Between 1984 and 1990 the IRS filed notices of federal tax liens 1 against David for nonpayment of taxes. In June 1992 the IRS filed this suit seeking to reduce to judgment federal tax assessments against David and to foreclose the tax hens against the Ogden Street property. Betty evidently neither contested the IRS’ right to seek sale of the entire property nor asked the district court to exercise its discretion to decline to order a foreclosure sale. 2 She argued, however, that the separation agreement conveyed to her a life estate interest in the property for which she was entitled to be compensated. The district court rejected Betty’s position; it determined that David and Betty continued to hold the Ogden Street property in joint tenancy and that Betty was entitled to only one-half of the proceeds of the forced sale.

The threshold question before us is whether, under Colorado law, the separation agreement severed the joint tenancy and conveyed to Betty a new interest in the Ogden Street property. If we find that it did then we must address whether (based on Colorado recording statutes) her failure to record her interest where deeds are registered rendered it invalid as against the recorded tax liens. Finally, if we find that Betty’s interest was valid against the IRS liens, we must determine whether a stipulation of the parties is determinative of the value of her additional interest. We review de novo the district court’s interpretation of both federal and Colorado law. See Salve Regina College v. Russell, 499 U.S. 225, 231, *1499 111 S.Ct. 1217, 1220-21, 118 L.Ed.2d 190 (1991).

II

The district court based its determination that the separation agreement did not create a new interest in the property in part upon cases addressing the requirement for delivery of a deed to convey property. These cases, however, addressed whether or not there was actual delivery and acceptance of a deed sufficient to pass title. See, e.g., Sims v. Sperry, 835 P.2d 565, 568 (Colo.App.1992) (when grantor did not intend to unconditionally and presently part with “possession and control or any power over the deed, for the benefit of grantee,” delivery of deed did not pass title, even if deed was recorded); Stagecoach Property Owners Ass’n v. Young’s Ranch, 658 P.2d 1378, 1380-81 (Colo.App.1982) (differentiating between conveyance and dedication for purposes of statute providing for conveyance of park area by subdividers). Property may be passed in many ways other than by deed, including court orders in probate of a decedent’s estate and in final termination of marriages such as the one before us. See, e.g., Baker v. Baker, 667 P.2d 767, 769 (Colo.App.1983) (separation agreement, made part of divorce decree, granted wife life tenancy or leasehold estate). Rule 70 of the Colorado Rules of Civil Procedure provides that “the court ... may enter a judgment divesting the title of any party and vesting it in others and such judgment has the effect of a conveyance executed in due form of law.”

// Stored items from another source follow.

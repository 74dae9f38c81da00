// SPDX-License-Identifier: BUSL-1.1
// Copyright (c) 2026 Alfred Jean LLC

//! Vision model runtime contract.
//!
//! The core is model-agnostic: any runtime honouring [`VisionModel`] plugs
//! in through a [`ModelFactory`]. The mock model backs simulation and
//! tests with deterministic output.

use std::sync::Arc;

use crate::hal::Frame;
use crate::types::BoundingBox;

/// One raw model detection before domain post-processing.
#[derive(Debug, Clone)]
pub struct RawDetection {
    pub class_id: u32,
    pub confidence: f64,
    pub bbox: BoundingBox,
}

/// Contract every model runtime must honour.
pub trait VisionModel: Send {
    fn predict(
        &mut self,
        frame: &Frame,
        confidence_threshold: f64,
    ) -> anyhow::Result<Vec<RawDetection>>;
}

/// Builds a fresh model instance; called once per worker and again on
/// worker rebuild.
pub type ModelFactory = Arc<dyn Fn() -> anyhow::Result<Box<dyn VisionModel>> + Send + Sync>;

/// Deterministic stand-in model: the frame content decides the category,
/// so identical frames always produce identical detections.
pub struct MockModel;

impl MockModel {
    pub fn factory() -> ModelFactory {
        Arc::new(|| Ok(Box::new(MockModel) as Box<dyn VisionModel>))
    }
}

impl VisionModel for MockModel {
    fn predict(
        &mut self,
        frame: &Frame,
        confidence_threshold: f64,
    ) -> anyhow::Result<Vec<RawDetection>> {
        let sum: u64 = frame.data.iter().map(|&b| b as u64).sum();
        let class_id = (sum % 3) as u32;
        let confidence = 0.72 + (sum % 28) as f64 / 100.0;
        if confidence < confidence_threshold {
            return Ok(Vec::new());
        }

        // One centred fruit-sized box.
        let w = frame.width as i32;
        let h = frame.height as i32;
        let bbox = BoundingBox { x1: w / 4, y1: h / 4, x2: w * 3 / 4, y2: h * 3 / 4 };
        Ok(vec![RawDetection { class_id, confidence, bbox }])
    }
}
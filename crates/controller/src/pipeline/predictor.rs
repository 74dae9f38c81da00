// SPDX-License-Identifier: BUSL-1.1
// Copyright (c) 2026 Alfred Jean LLC

//! Category pattern analyser backing predictive pre-positioning.
//!
//! Production lines often run single-fruit batches, so a continuing streak
//! is the one pattern worth acting on. Config-gated and off by default.

use std::collections::VecDeque;

use crate::types::FruitCategory;

/// History needed before any prediction is offered.
const MIN_HISTORY: usize = 10;
/// Trailing same-category run required to call it a streak.
const STREAK_LEN: usize = 3;
/// Bounded history window.
const HISTORY_CAPACITY: usize = 50;

#[derive(Debug, Default)]
pub struct CategoryPredictor {
    history: VecDeque<FruitCategory>,
    hits: u64,
    misses: u64,
}

impl CategoryPredictor {
    pub fn new() -> Self {
        Self::default()
    }

    /// Record an observed category.
    pub fn record(&mut self, category: FruitCategory) {
        if self.history.len() >= HISTORY_CAPACITY {
            self.history.pop_front();
        }
        self.history.push_back(category);
    }

    /// Predict the next category: the previous fruit's category, offered
    /// only with sufficient history and a continuing streak.
    pub fn predict(&self) -> Option<FruitCategory> {
        if self.history.len() < MIN_HISTORY {
            return None;
        }
        let last = *self.history.back()?;
        if last == FruitCategory::Unknown {
            return None;
        }
        let streak = self.history.iter().rev().take_while(|&&c| c == last).count();
        (streak >= STREAK_LEN).then_some(last)
    }

    /// Score a resolved prediction for the accuracy metric.
    pub fn resolve(&mut self, predicted: FruitCategory, actual: FruitCategory) {
        if predicted == actual {
            self.hits += 1;
        } else {
            self.misses += 1;
        }
    }

    pub fn accuracy(&self) -> Option<f64> {
        let total = self.hits + self.misses;
        (total > 0).then(|| self.hits as f64 / total as f64)
    }

    pub fn history_len(&self) -> usize {
        self.history.len()
    }
}

#[cfg(test)]
#[path = "predictor_tests.rs"]
mod tests;
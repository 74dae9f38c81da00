// SPDX-License-Identifier: BUSL-1.1
// Copyright (c) 2026 Alfred Jean LLC

//! Status snapshot: explicit field copies taken under short locks.
//!
//! This is the one type the API serialises, so internal mutable state never
//! couples to the wire format.

use serde::Serialize;
use tokio::time::Instant;

use crate::belt::BeltSnapshot;
use crate::detection::{Detector, DetectorStatus};
use crate::diverter::FlapSnapshot;
use crate::positioner::PositionerSnapshot;
use crate::supervisor::alerts::Alert;
use crate::supervisor::state::{StateHandle, SystemState};
use crate::supervisor::Components;

/// How many alerts ride along in `/status`.
const SNAPSHOT_ALERTS: usize = 20;

#[derive(Debug, Clone, Serialize)]
pub struct LabelerSnapshot {
    pub id: usize,
    pub active: bool,
    pub last_fire_age_s: Option<f64>,
    pub activations: u64,
    pub failures: u64,
    pub success_rate: f64,
    pub wear_pct: f64,
    pub total_runtime_s: f64,
}

#[derive(Debug, Clone, Serialize)]
pub struct PipelineSnapshot {
    pub processed: u64,
    pub noops: u64,
    pub cancelled: u64,
    pub backlog_len: usize,
    pub backlog_dropped: u64,
    pub triggers_accepted: u64,
    pub triggers_dropped: u64,
    pub trigger_fill_ratio: f64,
}

#[derive(Debug, Clone, Serialize)]
pub struct StatusSnapshot {
    pub state: SystemState,
    pub uptime_s: f64,
    pub active_group: Option<u8>,
    pub version: &'static str,
    pub belt: BeltSnapshot,
    pub positioner: PositionerSnapshot,
    pub detector: DetectorStatus,
    pub labelers: Vec<LabelerSnapshot>,
    pub diverters: Vec<FlapSnapshot>,
    pub pipeline: PipelineSnapshot,
    /// Detections saved per actuated category, in group order.
    pub category_counts: [u64; 3],
    pub alerts: Vec<Alert>,
}

/// Copy the live state of every component into one immutable record.
pub fn take(components: &Components, state: &StateHandle, started_at: Instant) -> StatusSnapshot {
    use std::sync::atomic::Ordering;

    let now = Instant::now();
    let stats = &components.orchestrator.stats;

    let labelers = components
        .labelers
        .snapshot()
        .into_iter()
        .enumerate()
        .map(|(id, (status, metrics))| LabelerSnapshot {
            id,
            active: status.active,
            last_fire_age_s: status.last_fire_ts.map(|ts| now.duration_since(ts).as_secs_f64()),
            activations: metrics.activations,
            failures: metrics.failures,
            success_rate: metrics.success_rate(),
            wear_pct: metrics.wear_pct(),
            total_runtime_s: metrics.total_runtime_s,
        })
        .collect();

    StatusSnapshot {
        state: state.current(),
        uptime_s: now.duration_since(started_at).as_secs_f64(),
        active_group: components.positioner.active_group(),
        version: env!("CARGO_PKG_VERSION"),
        belt: components.belt.snapshot(),
        positioner: components.positioner.snapshot(),
        detector: components.detector.status(),
        labelers,
        diverters: components.diverters.snapshot(),
        pipeline: PipelineSnapshot {
            processed: stats.processed.load(Ordering::Relaxed),
            noops: stats.noops.load(Ordering::Relaxed),
            cancelled: stats.cancelled.load(Ordering::Relaxed),
            backlog_len: stats.backlog_len.load(Ordering::Relaxed),
            backlog_dropped: stats.backlog_dropped.load(Ordering::Relaxed),
            triggers_accepted: components.triggers.accepted_count(),
            triggers_dropped: components.triggers.dropped_count(),
            trigger_fill_ratio: components.triggers.fill_ratio(),
        },
        category_counts: components.metrics.detection_counts(),
        alerts: components.alerts.recent(SNAPSHOT_ALERTS),
    }
}
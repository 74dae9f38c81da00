// SPDX-License-Identifier: BUSL-1.1
// Copyright (c) 2026 Alfred Jean LLC

//! Whole-system pipeline scenarios on the simulation backend: real time,
//! real inference worker threads, triggers injected as GPIO edges.

use std::sync::Arc;
use std::time::Duration;

use visifruit::config::{Config, RunMode};
use visifruit::detection::{MockModel, ModelFactory};
use visifruit::hal::{GpioBackend, Hal, MockCamera, SimGpio};
use visifruit::supervisor::{SupervisorHandle, SystemState};
use visifruit::System;

const TRIGGER_PIN: u8 = 17;

async fn bring_up(factory: ModelFactory) -> (Arc<SimGpio>, SupervisorHandle) {
    let backend = Arc::new(SimGpio::new());
    let hal = Hal::with_backends(
        Arc::clone(&backend) as Arc<dyn GpioBackend>,
        Arc::new(MockCamera::new(64, 48, 30)),
    );
    let sys = System::build(Config::default(), hal, factory, RunMode::Professional)
        .await
        .expect("build failed");
    sys.supervisor.initialise().await.expect("bring-up failed");
    let System { supervisor, handle, .. } = sys;
    tokio::spawn(supervisor.run());

    handle.start_production().await.expect("start failed");
    let deadline = tokio::time::Instant::now() + Duration::from_secs(2);
    while handle.state.current() != SystemState::Running {
        assert!(tokio::time::Instant::now() < deadline, "never reached running");
        tokio::time::sleep(Duration::from_millis(20)).await;
    }
    (backend, handle)
}

async fn wait_until(what: &str, timeout: Duration, mut check: impl FnMut() -> bool) {
    let deadline = tokio::time::Instant::now() + timeout;
    while !check() {
        assert!(tokio::time::Instant::now() < deadline, "timed out waiting for {what}");
        tokio::time::sleep(Duration::from_millis(20)).await;
    }
}

#[tokio::test(flavor = "multi_thread")]
async fn trigger_flows_through_to_a_labeler_fire() {
    let (backend, handle) = bring_up(MockModel::factory()).await;

    backend.inject_edge(TRIGGER_PIN);

    // The belt leg is 1 s at the default geometry; the group fires then
    // holds for at least 2 s.
    wait_until("labeler fire", Duration::from_secs(5), || {
        handle.components.labelers.any_active()
    })
    .await;

    wait_until("hold release", Duration::from_secs(5), || {
        !handle.components.labelers.any_active()
    })
    .await;

    let snapshot = handle.snapshot();
    assert_eq!(snapshot.pipeline.processed, 1);
    assert!(snapshot.labelers.iter().filter(|l| l.activations > 0).count() == 2);
}

#[tokio::test(flavor = "multi_thread")]
async fn emergency_stop_mid_hold_releases_heads_and_lands_in_emergency_state() {
    let (backend, handle) = bring_up(MockModel::factory()).await;

    backend.inject_edge(TRIGGER_PIN);
    wait_until("labeler fire", Duration::from_secs(5), || {
        handle.components.labelers.any_active()
    })
    .await;

    // Mid-hold: engage the stop and time the release.
    let engaged = tokio::time::Instant::now();
    handle.emergency_stop().await;
    let elapsed = engaged.elapsed();

    assert!(elapsed <= Duration::from_millis(700), "stop took {elapsed:?}");
    assert_eq!(handle.state.current(), SystemState::EmergencyStop);
    assert!(!handle.components.labelers.any_active());
    assert!(!handle.components.belt.is_running());

    // Triggers injected after the stop do nothing.
    backend.inject_edge(TRIGGER_PIN);
    tokio::time::sleep(Duration::from_millis(300)).await;
    assert_eq!(handle.components.triggers.accepted_count(), 1);
}

#[tokio::test(flavor = "multi_thread")]
async fn failed_model_load_runs_sensor_only() {
    let failing: ModelFactory = Arc::new(|| anyhow::bail!("no model file"));
    let (backend, handle) = bring_up(failing).await;

    backend.inject_edge(TRIGGER_PIN);

    // The default group still fires on the raw trigger.
    wait_until("sensor-only fire", Duration::from_secs(5), || {
        handle.components.labelers.any_active()
    })
    .await;

    let snapshot = handle.snapshot();
    assert!(snapshot
        .alerts
        .iter()
        .any(|a| a.message.contains("sensor-only") || a.message.contains("degraded")));
}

Betty Gibbons asserts that the separation agreement conveyed to her a life estate interest and destroyed the joint tenancy in the Ogden Street property. Colorado has adopted the modern test for determining whether a joint tenancy has been destroyed. That test “focuses on the intent of the parties with regard to the right of survivorship characteristic.” Mangus v. Miller, 35 Colo.App. 115, 532 P.2d 368, 369 (1974). Two Colorado cases are instructive on this point.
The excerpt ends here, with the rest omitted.